To be short, we discovered it because we need to use GS as a per-CPU register.

We implement a user-level thread scheduler relying over POSIX threads. In such case, we can potentially have multiple user-level threads scheduled on the same Unix thread. The FS register is used by the NPTL to store POSIX thread storage while the GS is used to provide the "per user-level" storage (a "nested one").

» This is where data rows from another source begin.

//! Multi-transport comms core
//!
//! This crate holds the deterministic half of a game's networking: which
//! transports reach each peer, how messages are sequenced, queued and
//! resent until acknowledged, and how inbound packets are routed back to
//! the right game. Actual socket, Bluetooth, SMS and MQTT I/O stays with
//! the host, behind the `TransportProcs` trait.

// ----------------------------------------------------------------------------
// Module Declarations
// ----------------------------------------------------------------------------

pub mod addr;
pub mod comms;
pub mod config;
pub mod conn_type;
pub mod demux;
pub mod errors;
pub mod invite;
pub mod mqtt;
pub mod pending;
pub mod stats;
pub mod stream;
pub mod transport;
pub mod types;
pub mod wire;

cfg_if::cfg_if! {
    if #[cfg(any(test, feature = "testing"))] {
        pub mod testing;
    }
}

// ----------------------------------------------------------------------------
// Public API
// ----------------------------------------------------------------------------

pub use addr::{
    AddrRecord, BtParams, IpDirectParams, LocalAddrProvider, MqttParams, P2pParams, RelayParams,
    SmsParams,
};
pub use comms::{ChannelRecord, Comms};
pub use config::{CommsConfig, MqttConfig, ResendConfig};
pub use conn_type::{ConnType, ConnTypeRegistry, ConnTypeSet, DeviceCaps, StaticDeviceCaps};
pub use demux::{Delivery, Demux, GameSink, TransportControl};
pub use errors::{AddressError, CommsError, CommsResult, Result, StreamError, TransportError};
pub use invite::LaunchInfo;
pub use mqtt::{MqttBatch, MqttCmd, MqttPacket, MqttTopic};
pub use pending::{PacketBody, PacketKey, PacketState, PendingPacket, PendingQueue};
pub use stats::{ChannelReport, CommsReport, TransportCounters, TransportStats};
pub use transport::{OutboundMsg, SendOutcome, TransportEvent, TransportHealth, TransportProcs};
pub use types::{
    ChannelNo, GameId, ManualTimeSource, MqttDevId, MsgId, SystemTimeSource, TimeSource, Timestamp,
};
pub use wire::Envelope;
//! Loopback demo session
//!
//! Runs a host and a guest engine in this process, linked by a loopback
//! transport, and pushes messages from one to the other through the full
//! pending queue, resend and ack path.

use std::sync::Arc;
use std::time::Duration;

use serde::Serialize;
use tokio::time::{sleep, timeout, Instant};
use tracing::{debug, info, warn};
use xwcomms_core::{CommsReport, ConnType, GameId};
use xwcomms_runtime::{spawn_pump, Engine, EngineEvent, LoopbackTransport};

use crate::config::AppConfig;
use crate::error::{CliError, Result};

pub const DEMO_GAME: GameId = GameId::new(0x0D3E_0001);

#[derive(Debug, Clone)]
pub struct DemoOptions {
    pub conn_type: ConnType,
    pub messages: u32,
    pub drop_first: bool,
}

#[derive(Debug, Clone, Serialize)]
pub struct DemoSummary {
    pub conn_type: ConnType,
    pub delivered: Vec<String>,
    pub resent: usize,
    pub host: CommsReport,
    pub guest: CommsReport,
    /// Hex of the host's saved game once everything settled
    pub saved: String,
}

struct Session {
    host: Arc<Engine>,
    guest: Arc<Engine>,
    host_link: Arc<LoopbackTransport>,
}

impl Session {
    async fn start(config: &AppConfig, conn_type: ConnType) -> Result<Self> {
        let host_addr = config.host.addr_for(conn_type)?;
        let guest_addr = config.guest.addr_for(conn_type)?;
        let ((host_link, host_rx), (guest_link, guest_rx)) =
            LoopbackTransport::pair(conn_type, host_addr.clone(), guest_addr.clone());

        let host = Arc::new(
            Engine::builder(host_addr.clone())
                .with_config(config.runtime.clone())
                .add_transport(host_link.clone())
                .build()?,
        );
        let guest = Arc::new(
            Engine::builder(guest_addr.clone())
                .with_config(config.runtime.clone())
                .add_transport(guest_link)
                .build()?,
        );
        spawn_pump(host.clone(), host_rx);
        spawn_pump(guest.clone(), guest_rx);

        host.start_game(DEMO_GAME, true)?;
        guest.start_game(DEMO_GAME, false)?;
        host.add_peer(DEMO_GAME, 1, guest_addr).await?;
        guest.add_peer(DEMO_GAME, 1, host_addr).await?;

        Ok(Self {
            host,
            guest,
            host_link,
        })
    }

    async fn shutdown(&self) {
        self.host.shutdown().await;
        self.guest.shutdown().await;
    }
}

/// Poll `engine`'s stats until `check` holds or `deadline` passes
async fn wait_for(
    engine: &Engine,
    deadline: Instant,
    what: &str,
    check: impl Fn(&CommsReport) -> bool,
) -> Result<CommsReport> {
    loop {
        let report = engine.stats(DEMO_GAME).await?;
        if check(&report) {
            return Ok(report);
        }
        if Instant::now() >= deadline {
            return Err(CliError::Timeout(what.to_string()));
        }
        sleep(Duration::from_millis(20)).await;
    }
}

async fn collect_messages(engine: &Engine, count: usize, deadline: Instant) -> Result<Vec<String>> {
    let mut delivered = Vec::with_capacity(count);
    let remaining = deadline.saturating_duration_since(Instant::now());
    let collected = timeout(remaining, async {
        while delivered.len() < count {
            match engine.next_event().await {
                Some(EngineEvent::Message { payload, .. }) => {
                    delivered.push(String::from_utf8_lossy(&payload).into_owned());
                }
                Some(other) => debug!("guest event: {:?}", other),
                None => break,
            }
        }
    })
    .await;
    if collected.is_err() || delivered.len() < count {
        return Err(CliError::Timeout(format!(
            "{} of {} messages",
            count - delivered.len(),
            count
        )));
    }
    Ok(delivered)
}

pub async fn run(config: &AppConfig, options: DemoOptions) -> Result<DemoSummary> {
    if options.messages == 0 {
        return Err(CliError::invalid_argument("messages must be at least 1"));
    }
    let deadline = Instant::now() + Duration::from_millis(config.cli.demo_timeout_ms);
    let session = Session::start(config, options.conn_type).await?;
    let result = exchange(&session, &options, deadline).await;
    session.shutdown().await;
    result
}

async fn exchange(session: &Session, options: &DemoOptions, deadline: Instant) -> Result<DemoSummary> {
    let conn_type = options.conn_type;
    let channel = session
        .host
        .stats(DEMO_GAME)
        .await?
        .channels
        .first()
        .map(|channel| channel.channel)
        .ok_or_else(|| CliError::invalid_argument("host has no channel"))?;

    if options.drop_first {
        info!("Taking the {} link down before sending", conn_type.long_name());
        session.host_link.set_up(false);
    }

    for n in 1..=options.messages {
        let outcome = session
            .host
            .send(DEMO_GAME, channel, format!("move {}", n).into_bytes())
            .await?;
        debug!("send {}: {:?}", n, outcome);
    }

    let mut resent = 0;
    if options.drop_first {
        wait_for(&session.host, deadline, "send failures", |report| {
            report
                .transports
                .iter()
                .any(|(ct, counters)| *ct == conn_type && counters.send_failures > 0)
        })
        .await?;
        session.host_link.set_up(true);
        resent = session
            .host
            .resend_all(DEMO_GAME, true, Some(conn_type), false)
            .await?;
        info!("Link restored; resent {} packets", resent);
    }

    let delivered = collect_messages(&session.guest, options.messages as usize, deadline).await?;
    info!("Guest received {} messages", delivered.len());

    session.guest.ack_any(DEMO_GAME, true)?;
    let host = match wait_for(&session.host, deadline, "acks", |report| report.pending == 0).await {
        Ok(report) => report,
        Err(err) => {
            warn!("Host queue did not drain: {}", err);
            session.host.stats(DEMO_GAME).await?
        }
    };
    let guest = session.guest.stats(DEMO_GAME).await?;
    let saved = hex::encode(session.host.save(DEMO_GAME).await?);

    Ok(DemoSummary {
        conn_type,
        delivered,
        resent,
        host,
        guest,
        saved,
    })
}

#[cfg(test)]
mod tests {
    use super::*;
    use xwcomms_runtime::RuntimeConfig;

    fn config() -> AppConfig {
        AppConfig {
            runtime: RuntimeConfig::testing(),
            ..AppConfig::default()
        }
    }

    fn options(conn_type: ConnType, drop_first: bool) -> DemoOptions {
        DemoOptions {
            conn_type,
            messages: 2,
            drop_first,
        }
    }

    #[tokio::test]
    async fn messages_arrive_in_order_and_are_acked() {
        let summary = run(&config(), options(ConnType::Sms, false)).await.unwrap();
        assert_eq!(summary.delivered, vec!["move 1", "move 2"]);
        assert_eq!(summary.host.pending, 0);
        assert_eq!(summary.resent, 0);
        assert!(!summary.saved.is_empty());
    }

    #[tokio::test]
    async fn dropped_link_is_recovered_by_resend() {
        let summary = run(&config(), options(ConnType::Bt, true)).await.unwrap();
        assert_eq!(summary.delivered, vec!["move 1", "move 2"]);
        assert_eq!(summary.resent, 2);
    }

    #[tokio::test]
    async fn zero_messages_is_rejected() {
        let mut opts = options(ConnType::Sms, false);
        opts.messages = 0;
        assert!(matches!(
            run(&config(), opts).await,
            Err(CliError::InvalidArgument(_))
        ));
    }
}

One typical example is a simple MPI program setting its rank as a global variable. As this data changes at MPI task level, the storage model for this variable has to change too. Thus, we reproduce, somehow, what the libc does with the TLS mechanism at our scale.
For further explanation, see here.

For 64bit mode, GS register is not used, whereas in 32bit mode, DMTCP uses a macro TLSSEGREG to switch the base_addr field to the corresponding GS register, so it should work.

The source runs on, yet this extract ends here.